Gwozdziec Synagogue
The Gwozdziec Synagogue was a remarkable wooden synagogue built in the Polish Lithuanian Empire in 1731. (The town of Gwozdziec is now in the present Ukraine.) According to Thomas C. Hubka, an architectural historian and expert on this structre, the Gwozdziec Synagogue is a "truly resplendent synagogue that exemplified a high point in Jewish architectural art and religious painting, a tradition that was later abandoned by Eastern-European Jewish communities in the 19th and 20th centuries." Although it was destroyed during the Nazi invasion of World War II, the building's photographic and historical records are notable for their completeness.
Gwozdziec Synagogue
Zodiac Exhibit Sept. 11- Oct. 5
Recovering History Through Art
This educational collaboration centers on the creation of a full
size polychromatic iconographic replica of the interior paintings
of the Gwozdziec Synagogue. The replica was created by high school students as school projects during the past two years (see the reports below. And now you may view the results in an educational exhibit at Arnheim Gallery, Boston, from Sept. 11 through Oct. 5. A reception will be held Oct. 5, 5:30 p.m.-8:00 p.m.
This is a collaborative project of Handshouse Studio, the Center for
Art and Community Partnerships at MassArt, and art classes
at Ipswich High School, Duxbury High School, Beacon High
School, and Norwell High School.
Location: Arnheim Gallery at 621 Huntington Ave., Boston, Mass.
(MassArt South Hall, set back from corner of Longwood and Huntington)
2006 Bimah Project
In June 2006 Handshouse Studio held a week-long workshop to build a full-size replica of the Gwozdziec Synagogue's bimah, the elevated platform where a rabbi reads from the Torah. The elaborate bimah is wooden and all hand carved. University of Wisconsin Professor Thomas C. Hubka, architect Nat Crosby as well as a team of volunteers were able to design the bimah from existing drawings and other sources; during the workshop, students used traditional tools to build the replica bimah.
The bimah will join other Handshouse Studio projects in an exhibition at Brandeis University in January 2007.
Read the article about the workshop in the June 13 Patriot Ledger.

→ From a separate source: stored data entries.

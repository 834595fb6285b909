//! 手势分类器
//!
//! 将单帧的手部关键点样本转换为紧凑且语义稳定的手势状态。
//! 分类器是无状态的纯函数：每帧从零重新计算整个 [`GestureState`]，
//! 不保留任何历史；平滑处理由下游的粒子场负责。
//!
//! ## 分类规则
//!
//! - 张开检测：以掌根到掌心中部的距离为参考，五个指尖中至少
//!   3 个距掌根超过 1.5 倍参考距离即视为张开（粗糙的几何启发式，
//!   阈值可调，并非解剖学精确）
//! - 捏合强度：拇指尖与食指尖距离越近强度越大，
//!   `clamp(1 - 2 * distance, 0, 1)`
//! - 捏合角度：拇指尖指向食指尖的向量角度（度）
//! - 双手距离：两掌根之间的欧氏距离，裁剪到 `[0, 1]`
//!
//! 任何长度不足的关键点序列只会使对应的计算退化为安全默认值
//! （握拳 / 零强度 / 零角度），不会中断整帧的分类。

use super::landmarks::{
    DetectedHand, HandLandmarks, Handedness, FINGER_TIPS, INDEX_TIP, LANDMARK_COUNT, PALM_BASE,
    PALM_MIDDLE, THUMB_TIP,
};

/// 指尖距离相对掌距的张开判定倍数（可调阈值）
const OPEN_FINGER_RATIO: f32 = 1.5;

/// 判定整手张开所需的最少张开手指数
const OPEN_FINGER_MIN: usize = 3;

/// 检测到至少一只手时的固定置信度
///
/// 简化处理：不按检测质量加权。
const DETECTION_CONFIDENCE: f32 = 0.8;

/// 单帧手势状态快照
///
/// 每帧整体重建，无增量修改。
#[derive(Debug, Clone, Copy, PartialEq, Default)]
pub struct GestureState {
    /// 左手是否张开
    pub left_hand_open: bool,
    /// 右手是否张开
    pub right_hand_open: bool,
    /// 两手掌根间距离，`[0, 1]`；单手或无手时为 0
    pub hand_distance: f32,
    /// 捏合强度，`[0, 1]`
    pub pinch_strength: f32,
    /// 捏合角度，度，`(-180, 180]`
    pub pinch_angle: f32,
    /// 检测到的手数量（0、1 或 2）
    pub hands_detected: u8,
    /// 检测置信度，`[0, 1]`
    pub confidence: f32,
}

/// 对单帧检测结果进行分类
///
/// 最多消费前两只手；更多的手会被忽略。
///
/// - 无手：所有字段归零
/// - 单手：按其左右手标签赋值张开标志，捏合量取自该手
/// - 双手：按第一只手的标签解析左右（标签为 Left 则第一只为左手，
///   否则反转），捏合量只取解析出的右手
pub fn classify(hands: &[DetectedHand]) -> GestureState {
    let hands = &hands[..hands.len().min(2)];

    let mut state = GestureState {
        hands_detected: hands.len() as u8,
        ..Default::default()
    };

    if hands.is_empty() {
        return state;
    }

    state.confidence = DETECTION_CONFIDENCE;

    match hands {
        [hand] => {
            let open = is_hand_open(&hand.landmarks);
            match hand.handedness {
                Handedness::Left => state.left_hand_open = open,
                Handedness::Right => state.right_hand_open = open,
            }
            state.hand_distance = 0.0;
            state.pinch_strength = pinch_strength(&hand.landmarks);
            state.pinch_angle = pinch_angle(&hand.landmarks);
        }
        [first, second] => {
            // 以第一只手的标签解析左右，第二只取反
            let (left, right) = match first.handedness {
                Handedness::Left => (first, second),
                Handedness::Right => (second, first),
            };

            state.left_hand_open = is_hand_open(&left.landmarks);
            state.right_hand_open = is_hand_open(&right.landmarks);
            state.hand_distance = hand_distance(&left.landmarks, &right.landmarks);

            // 捏合量只取右手
            state.pinch_strength = pinch_strength(&right.landmarks);
            state.pinch_angle = pinch_angle(&right.landmarks);
        }
        _ => unreachable!(),
    }

    state
}

/// 判定一只手是否张开
///
/// 参考距离为掌根（索引 0）到掌心中部（索引 9）的欧氏距离；
/// 五个指尖中距掌根超过 1.5 倍参考距离的视为伸出，
/// 至少 3 个伸出即判定张开。不足 21 个关键点时返回 `false`。
pub fn is_hand_open(landmarks: &HandLandmarks) -> bool {
    if landmarks.len() < LANDMARK_COUNT {
        return false;
    }

    let (Some(palm_base), Some(palm_middle)) =
        (landmarks.get(PALM_BASE), landmarks.get(PALM_MIDDLE))
    else {
        return false;
    };

    let palm_distance = palm_base.distance(&palm_middle);

    let open_fingers = FINGER_TIPS
        .iter()
        .filter_map(|&tip| landmarks.get(tip))
        .filter(|tip| tip.distance(&palm_base) > palm_distance * OPEN_FINGER_RATIO)
        .count();

    open_fingers >= OPEN_FINGER_MIN
}

/// 计算捏合强度
///
/// 取拇指尖（索引 4）与食指尖（索引 8）之间的距离，
/// 距离为 0 时强度饱和到 1，距离 ≥ 0.5（归一化单位）时强度为 0。
pub fn pinch_strength(landmarks: &HandLandmarks) -> f32 {
    let (Some(thumb), Some(index)) = (landmarks.get(THUMB_TIP), landmarks.get(INDEX_TIP)) else {
        return 0.0;
    };

    let distance = thumb.distance(&index);
    (1.0 - distance * 2.0).clamp(0.0, 1.0)
}

/// 计算捏合角度
///
/// 拇指尖指向食指尖的向量的 `atan2` 角度，转换为度，
/// 范围 `(-180, 180]`。关键点缺失时返回 0。
pub fn pinch_angle(landmarks: &HandLandmarks) -> f32 {
    let (Some(thumb), Some(index)) = (landmarks.get(THUMB_TIP), landmarks.get(INDEX_TIP)) else {
        return 0.0;
    };

    (index.y - thumb.y).atan2(index.x - thumb.x).to_degrees()
}

/// 计算两手之间的距离
///
/// 取两只手掌根（各自索引 0）之间的欧氏距离，裁剪到 `[0, 1]`。
pub fn hand_distance(hand1: &HandLandmarks, hand2: &HandLandmarks) -> f32 {
    let (Some(palm1), Some(palm2)) = (hand1.get(PALM_BASE), hand2.get(PALM_BASE)) else {
        return 0.0;
    };

    palm1.distance(&palm2).clamp(0.0, 1.0)
}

Wooden Ceiling Painting Replica Project
During the fall 2004 and spring 2005, Handshouse Studio teamed up with the Massachusetts College of Art to develop interdisciplinary coursework to study and create a painted portion of this important synagogue.
2005 High School Project
Working with faculty and historic experts, students researched and painted the complex historic images of the north vaulted ceiling. Tom Hubka, Professor of Architecture at University of Wisconsin and author of Resplendent Synagogue, Architecture and Worship in an Eighteenth Century Polish Community, has been the scholar advising on this significant research project.
Student Project
Referencing the existing documentation of photographs and color studies of the Gwozdziec Synagogue from 1914, students built a 1/2 scale replica of the north portion of the cupola, bringing to life the photographs and showing the broad palate of deep intense colors that saturated the prayer hall with intricate designs like those often found in an oriental carpet. They painting on scaled wooden boards and used period painting techniques of distemper (dry pigment particles bound together by a water soluble organic binder of rabbit skin glue) on traditional chalk founds gesso.
The 9' by 11.5' painting of blues, reds and yellows includes zodiac symbols, arabesques, animal images, and floral designs divided by white strips inscribed with Hebrew text.
View the complete slide show of the Project.
This painting project is part of significant ongoing research of the Polish wooden synagogues and includes the making of the 12:1 scale model of the Zabludow Synagogue in 2004. The model was also produced by students from Mass Art in Boston, Mass., through workshops with Handshouse Studio. The Gwozdziec Synagogue painting and the Zabludow Synagogue model are part of the exhibition "Wooden Synagogues: A Lost World Revisited."